I've been working on a couple of other 'Critical Mass' comic strips - one 3 panel ( already scanned and cleaned up - awaiting colour and text ) and one full page semi-origin story ( 80% penned - would be finished, but stupid arty pen ran out. Feck ). Hopefully you'll be able to see them soon !

Right - tired now. Sleep.

Friday, August 24, 2007

Meet the soldier !

Oh sweet ! The next "Meet the character" video promoting "Team Fortress 2" has just gone on YouTube by the look of things. Watch it ! WatchitwatchitwatchitwatchitWATCH IT !!!

And make sure you see "Meet the Heavy" too - if you haven't already ( and if you haven't - what's WRONG with you ? I mean - do you have some kind of LIFE or something ??? Yeesh ! )

Happiness is Warm Pencil Karma

I forget who is was who first introduced me to the concept of pen karma ( though I get the feeling it may have been the great sage Spaceman Jack Dee ) - roughly the idea goes that you are either in a good or bad karmic cycle with your relationship with biros. When it's good - they just COME to you. No matter what you do - you have a steady supply of pens on hand. Conversely, when you have bad pen karma nothing you do will stop you losing, misplacing or having your pens lost.

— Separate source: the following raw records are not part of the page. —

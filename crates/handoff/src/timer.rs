//! Performance measurement tools.

use std::{
    fmt, mem,
    sync::Mutex,
    time::{Duration, Instant},
};

const EMA_ALPHA: f32 = 0.3;

/// A timer that can measure and average the time an operation takes.
///
/// Collected timings are averaged and reset when the timer is displayed using `{}`
/// ([`std::fmt::Display`]).
pub struct Timer {
    name: &'static str,
    state: Mutex<State>,
}

#[derive(Default)]
struct State {
    /// The current exponential moving average, in seconds.
    avg: Option<f32>,
    /// The number of time measurements that contributed to the current `avg`.
    count: usize,
}

impl Timer {
    /// Creates a new timer.
    pub fn new(name: &'static str) -> Self {
        Self {
            name,
            state: Mutex::new(State::default()),
        }
    }

    pub fn name(&self) -> &'static str {
        self.name
    }

    /// Invokes a closure, measuring and recording the time it takes.
    pub fn time<T>(&self, timee: impl FnOnce() -> T) -> T {
        let _guard = self.start();
        timee()
    }

    /// Starts timing an operation using a drop guard.
    ///
    /// When the returned [`TimerGuard`] is dropped, the time between the call to `start` and the
    /// drop is measured and recorded.
    pub fn start(&self) -> TimerGuard<'_> {
        TimerGuard {
            start: Instant::now(),
            timer: self,
        }
    }

    fn record(&self, duration: Duration) {
        let secs = duration.as_secs_f32();
        let mut state = self.state.lock().unwrap_or_else(|e| e.into_inner());
        state.avg = Some(match state.avg {
            Some(avg) => EMA_ALPHA * secs + (1.0 - EMA_ALPHA) * avg,
            None => secs,
        });
        state.count += 1;
    }
}

/// Displays the average recorded time and resets it.
impl fmt::Display for Timer {
    fn fmt(&self, f: &mut fmt::Formatter<'_>) -> fmt::Result {
        let mut state = self.state.lock().unwrap_or_else(|e| e.into_inner());
        let State { avg, count } = mem::take(&mut *state);
        let avg_ms = avg.unwrap_or(0.0) * 1000.0;

        write!(f, "{}: {count}x{avg_ms:.01}ms", self.name)
    }
}

/// Cloning a timer resets its collected timings.
impl Clone for Timer {
    fn clone(&self) -> Self {
        Self::new(self.name)
    }
}

/// Guard returned by [`Timer::start`]. Stops timing the operation when dropped.
pub struct TimerGuard<'a> {
    start: Instant,
    timer: &'a Timer,
}

impl Drop for TimerGuard<'_> {
    fn drop(&mut self) {
        self.timer.record(self.start.elapsed());
    }
}

/// Logs frames per second, followed by a list of [`Timer`]s.
pub struct FpsCounter {
    name: String,
    frames: u32,
    start: Instant,
}

impl FpsCounter {
    pub fn new<N: Into<String>>(name: N) -> Self {
        Self {
            name: name.into(),
            frames: 0,
            start: Instant::now(),
        }
    }

    /// Advances the frame counter by 1 and logs FPS if one second has passed.
    pub fn tick(&mut self) {
        self.tick_with(&[]);
    }

    /// Advances the frame counter by 1 and logs FPS and the `timers` if one second has passed.
    ///
    /// Logging displays, and thereby resets, the timers.
    pub fn tick_with(&mut self, timers: &[&Timer]) {
        self.frames += 1;
        if self.start.elapsed() > Duration::from_secs(1) {
            let mut extra = String::new();
            for (i, timer) in timers.iter().enumerate() {
                extra += if i == 0 { " (" } else { ", " };
                extra += &timer.to_string();
            }
            if !extra.is_empty() {
                extra.push(')');
            }
            log::debug!("{}: {} FPS{}", self.name, self.frames, extra);

            self.frames = 0;
            self.start = Instant::now();
        }
    }
}

#[cfg(test)]
mod tests {
    use super::*;

    #[test]
    fn display_resets() {
        let timer = Timer::new("stage");
        assert_eq!(timer.to_string(), "stage: 0x0.0ms");

        timer.record(Duration::from_millis(10));
        timer.record(Duration::from_millis(20));
        // 0.3 * 20 + 0.7 * 10
        assert_eq!(timer.to_string(), "stage: 2x13.0ms");
        assert_eq!(timer.to_string(), "stage: 0x0.0ms");
    }

    #[test]
    fn guard_records_on_drop() {
        let timer = Timer::new("guarded");
        let value = timer.time(|| 7);
        assert_eq!(value, 7);
        drop(timer.start());
        assert!(timer.to_string().starts_with("guarded: 2x"));
    }
}
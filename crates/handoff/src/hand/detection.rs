//! The boundary to the hand landmark network.
//!
//! Running the network is not this crate's business. A [`HandDetector`] receives the frame view
//! and returns whatever the network found, in the network's normalized coordinates; conversion to
//! pixel space happens in the tracker.

use crate::frame::Frame;

use super::landmark::{Handedness, Position, NUM_LANDMARKS};

/// One hand reported by a [`HandDetector`].
#[derive(Debug, Clone, PartialEq)]
pub struct Detection {
    handedness: Handedness,
    score: f32,
    landmarks: [Position; NUM_LANDMARKS],
}

impl Detection {
    /// Creates a detection from normalized landmarks (`x` and `y` in range 0.0 to 1.0 relative to
    /// the frame, `z` relative to the frame width).
    pub fn new(handedness: Handedness, score: f32, landmarks: [Position; NUM_LANDMARKS]) -> Self {
        Self {
            handedness,
            score,
            landmarks,
        }
    }

    /// Returns the handedness the network assigned to this hand.
    ///
    /// This is only a classification, and networks regularly report both hands in a frame as the
    /// same one.
    pub fn handedness(&self) -> Handedness {
        self.handedness
    }

    /// Returns the confidence of the handedness classification.
    pub fn score(&self) -> f32 {
        self.score
    }

    /// Returns the normalized landmark positions.
    pub fn landmarks(&self) -> &[Position; NUM_LANDMARKS] {
        &self.landmarks
    }
}

/// Trait for hand landmark estimators driven by the frame loop.
///
/// `timestamp_ms` increases monotonically between calls, as streaming-mode networks require.
///
/// Errors are fatal: the frame loop terminates when `detect` fails.
pub trait HandDetector {
    fn detect(&mut self, frame: &Frame<'_>, timestamp_ms: u64) -> anyhow::Result<Vec<Detection>>;
}

impl<F> HandDetector for F
where
    F: FnMut(&Frame<'_>, u64) -> anyhow::Result<Vec<Detection>>,
{
    fn detect(&mut self, frame: &Frame<'_>, timestamp_ms: u64) -> anyhow::Result<Vec<Detection>> {
        self(frame, timestamp_ms)
    }
}

/// A [`HandDetector`] that never finds any hands.
///
/// Useful for exercising the exchange with a producer without a network.
#[derive(Debug, Clone, Copy, Default)]
pub struct NoHands;

impl HandDetector for NoHands {
    fn detect(&mut self, _frame: &Frame<'_>, _timestamp_ms: u64) -> anyhow::Result<Vec<Detection>> {
        Ok(Vec::new())
    }
}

Being a teacher is GREAT for your positive pen karma. I am always picking up pens after a class - no matter what it be, or even if we've WRITTEN anything that lesson or not.

I've just been sorting through my secret cache of pens and checking which are worth keeping and which simply don't work or are beyond their prime, and I noticed an interesting thing - pretty much all the coloured pencils I've acquired through the turning of the wheels of fate are in the warm spectrum. Get a load of this colour breakdown :

Orange - 4
Red - 3
Brown - 4
Yellow - 3 ( well - one is more gold I guess )
White - 1
Green - 1
Blue - 1 ( but hopelessly smashed - had to be thrown away )

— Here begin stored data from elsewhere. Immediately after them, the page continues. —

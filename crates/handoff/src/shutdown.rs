//! Cooperative shutdown.

use std::sync::{
    atomic::{AtomicBool, Ordering},
    Arc,
};

use anyhow::Context;

/// A shared flag requesting the frame loop to stop.
///
/// The loop checks the flag after every bounded wait, so a request takes effect within one poll
/// interval.
#[derive(Debug, Clone, Default)]
pub struct Shutdown(Arc<AtomicBool>);

impl Shutdown {
    pub fn new() -> Self {
        Self::default()
    }

    /// Creates a flag that is raised on Ctrl-C and `SIGTERM`.
    ///
    /// The handler is process-wide, so this may only be called once.
    pub fn on_interrupt() -> anyhow::Result<Self> {
        let shutdown = Self::new();
        let flag = shutdown.clone();
        ctrlc::set_handler(move || {
            log::info!("interrupted, shutting down");
            flag.request();
        })
        .context("failed to install the interrupt handler")?;
        Ok(shutdown)
    }

    pub fn request(&self) {
        self.0.store(true, Ordering::Release);
    }

    pub fn is_requested(&self) -> bool {
        self.0.load(Ordering::Acquire)
    }
}

#[cfg(test)]
mod tests {
    use super::*;

    #[test]
    fn clones_share_the_flag() {
        let shutdown = Shutdown::new();
        let other = shutdown.clone();
        assert!(!other.is_requested());
        shutdown.request();
        assert!(other.is_requested());
    }
}
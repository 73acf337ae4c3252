//! The producer's end of the exchange.

use std::{mem, time::Duration};

use handoff_ipc::{HostSide, IpcError, WaitOutcome};

use crate::{
    frame::{bgra_to_rgb, FrameFormat},
    result::{HandLandmarks, RESULT_LEN},
};

/// Hands frames to a worker and reads back its results, one frame at a time.
pub struct Host<H: HostSide> {
    link: H,
    format: FrameFormat,
    /// Whether a frame timed out and its *done* has not arrived yet. The worker may still be
    /// reading the frame buffer while this is set.
    stale_done: bool,
    scratch: Vec<u8>,
}

impl<H: HostSide> Host<H> {
    /// Wraps an established link, checking its buffer sizes against `format`.
    pub fn new(link: H, format: FrameFormat) -> Result<Self, IpcError> {
        link.frame_buffer()
            .expect_capacity("frame buffer", format.byte_len())?;
        link.result_buffer()
            .expect_capacity("result buffer", RESULT_LEN)?;
        Ok(Self {
            link,
            format,
            stale_done: false,
            scratch: Vec::new(),
        })
    }

    pub fn format(&self) -> FrameFormat {
        self.format
    }

    /// Sends a packed frame in the link's format and waits up to `timeout` for the hands found in
    /// it.
    ///
    /// Returns [`None`] if the worker did not finish in time. The frame is then dropped; there is
    /// no retry.
    ///
    /// If an earlier frame was dropped, this first waits up to `timeout` for the worker to finish
    /// it and discards that late result. Should the worker still be busy, `frame` is dropped
    /// without being sent.
    pub fn process_frame(
        &mut self,
        frame: &[u8],
        timeout: Duration,
    ) -> Result<Option<HandLandmarks>, IpcError> {
        if self.stale_done {
            match self.link.wait_done(timeout)? {
                WaitOutcome::Signaled => {
                    log::debug!("discarded late result of a dropped frame");
                    self.stale_done = false;
                }
                WaitOutcome::TimedOut => {
                    log::debug!("worker still busy with a dropped frame, skipping this one");
                    return Ok(None);
                }
            }
        }

        self.link.frame_buffer().write_all(frame)?;
        self.link.signal_ready()?;

        match self.link.wait_done(timeout)? {
            WaitOutcome::Signaled => {
                // SAFETY: the worker writes the result buffer only between observing *ready* and
                // raising *done*, and *ready* is not raised again while `record` is alive.
                let record = unsafe { self.link.result_buffer().read_all() };
                HandLandmarks::decode(record).map(Some)
            }
            WaitOutcome::TimedOut => {
                log::debug!("no result within {timeout:?}, dropping frame");
                self.stale_done = true;
                Ok(None)
            }
        }
    }

    /// Like [`Host::process_frame`], but takes a BGRA image (as delivered by most webcam APIs) and
    /// converts it to RGB first.
    ///
    /// The link's format must have 3 channels, and `bgra` must have 4 bytes per pixel of it.
    pub fn process_bgra_frame(
        &mut self,
        bgra: &[u8],
        timeout: Duration,
    ) -> Result<Option<HandLandmarks>, IpcError> {
        let mut rgb = mem::take(&mut self.scratch);
        rgb.resize(self.format.byte_len(), 0);
        let res = bgra_to_rgb(bgra, &mut rgb).and_then(|()| self.process_frame(&rgb, timeout));
        self.scratch = rgb;
        res
    }

    pub fn close(self) -> Result<(), IpcError> {
        self.link.close()
    }
}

Weird eh ? I wonder why that is ? Maybe the warm tones are less noticeable on the carpet in the class rooms, or perhaps the warm spectrum colours are more expendable is the world of colouring in these days. I know from my own past that the 'blue' and 'black' were highly prized colours ( blues used for your steel armour and swords, black general shading and outlines ).

For those of you interested - the pens I've gathered so far this year number 27 :

Blue - 14
Black - 6
Red - 7

And that doesn't count the ones I've actively using in my pencil case. And NO - none of them are named ( okay - some of the pencils WERE and I just trimmed off the names with a craft knife, but those were only because they were bastards and I was simply doing the will of karma ).

Wednesday, August 15, 2007

'Abandoned Muffins'

The lights come up on our stage. Seraph stands center, dressed in beatnik gear - complete with beret and sunglasses. There is a figure in a pigeon costume behind him, stage left. The pigeon-person is also wearing a beret and sunglasses, and is, inexplicably, holding a saxophone. It begins to play a mournful dirge on the sax. Stage-right is a third figure in a wombat outfit ( also with beret and sunglasses ) who punctuates the sax with semi-random hits on a set of bongos.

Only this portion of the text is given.